If this scandal were assailing a highly successful Scottish administration that had energized enterprise, improved education and streamlined healthcare, the respect and goodwill it would have commanded might just have been sufficient to enable it to survive the crisis. The reverse is the case. Scottish education, once a global benchmark, is now an oxymoron. The last PISA results, the OECD ranking of educational attainment, were described by educationalist Professor Lindsay Paterson as the worst news for Scottish education in 30 years.
In 2000 Scotland ranked sixth for maths; by 2015 it had slumped to fifteenth. Scotland’s “Curriculum for Excellence” is a sick joke. Not to worry: the government has a reform plan under which maths, like every other subject, will be taught from an “LGBT perspective”. That should send Scottish youngsters romping up the league tables next time round.

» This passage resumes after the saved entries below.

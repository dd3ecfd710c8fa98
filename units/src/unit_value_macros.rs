// Copyright (c) 2025 R3BL LLC. Licensed under Apache License, Version 2.0.

/// Generates the value-type trait implementations for a unit-tagged wrapper.
///
/// `#[derive(...)]` can't be used on [`Count`] and [`Offset`] because it would require
/// the element tag `E` to implement every derived trait as well (eg: `Offset<MyGlyph>`
/// would only be `Copy` if `MyGlyph: Copy`). The tag is only a [`PhantomData`] marker,
/// so these implementations only look at the raw value.
///
/// # Parameters
/// - `$type`: The generic struct that receives the implementations (e.g., `Count`,
///   `Offset`). It must have a `raw: RawUnit` field and a `_unit: PhantomData<..>` field,
///   and a `const fn from_raw(RawUnit) -> Self` constructor.
/// - `$debug_name`: The name printed by the [`Debug`] implementation.
///
/// # Generated Implementations
/// - [`Clone`], [`Copy`]
/// - [`PartialEq`], [`Eq`], [`PartialOrd`], [`Ord`], [`Hash`]
/// - [`Default`] (raw value of 0)
/// - [`Debug`] as `$debug_name(raw)`, [`Display`] as the raw value
/// - [`serde::Serialize`] as a plain integer
///
/// [`Count`]: crate::Count
/// [`Offset`]: crate::Offset
/// [`PhantomData`]: std::marker::PhantomData
/// [`Debug`]: std::fmt::Debug
/// [`Display`]: std::fmt::Display
macro_rules! impl_unit_value_traits {
    ($type:ident, $debug_name:literal) => {
        impl<E> Clone for $type<E> {
            fn clone(&self) -> Self { *self }
        }

        impl<E> Copy for $type<E> {}

        impl<E> PartialEq for $type<E> {
            fn eq(&self, other: &Self) -> bool { self.raw == other.raw }
        }

        impl<E> Eq for $type<E> {}

        impl<E> PartialOrd for $type<E> {
            fn partial_cmp(&self, other: &Self) -> Option<std::cmp::Ordering> {
                Some(self.cmp(other))
            }
        }

        impl<E> Ord for $type<E> {
            fn cmp(&self, other: &Self) -> std::cmp::Ordering { self.raw.cmp(&other.raw) }
        }

        impl<E> std::hash::Hash for $type<E> {
            fn hash<H: std::hash::Hasher>(&self, state: &mut H) {
                std::hash::Hash::hash(&self.raw, state);
            }
        }

        impl<E> Default for $type<E> {
            fn default() -> Self { Self::from_raw(0) }
        }

        impl<E> std::fmt::Debug for $type<E> {
            fn fmt(&self, f: &mut std::fmt::Formatter<'_>) -> std::fmt::Result {
                write!(f, concat!($debug_name, "({:?})"), self.raw)
            }
        }

        impl<E> std::fmt::Display for $type<E> {
            fn fmt(&self, f: &mut std::fmt::Formatter<'_>) -> std::fmt::Result {
                write!(f, "{}", self.raw)
            }
        }

        impl<E> serde::Serialize for $type<E> {
            fn serialize<S: serde::Serializer>(
                &self,
                serializer: S,
            ) -> Result<S::Ok, S::Error> {
                serializer.serialize_i64(self.raw)
            }
        }
    };
}

pub(crate) use impl_unit_value_traits;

Devolved Scottish governance is not about getting a grip on intractable problems and sorting them out by sheer effort: it is about ideological grandstanding, virtue signalling and fantasy economics.
Under SNP rule the divorce of government from reality has been aggravated. Independence, despite its decisive repudiation by the Scottish electorate, remains the sole preoccupation of a failed government. Nicola Sturgeon is presiding over a moribund administration that is now split into two venomously warring factions.
The spectacle of separatism’s two big beasts trampling the jungle in a death struggle heralds the Götterdammerung of the SNP. It is incompetent and bereft of ideas except for independence, which Scotland rejects. The endgame could take a long time to play out, perhaps even until the next Scottish elections. But the outcome is no longer in doubt, with the scorpion stinging itself to death. Recent developments prompt the wild surmise: what more could go wrong for Nicola Sturgeon? An awful lot, is the answer.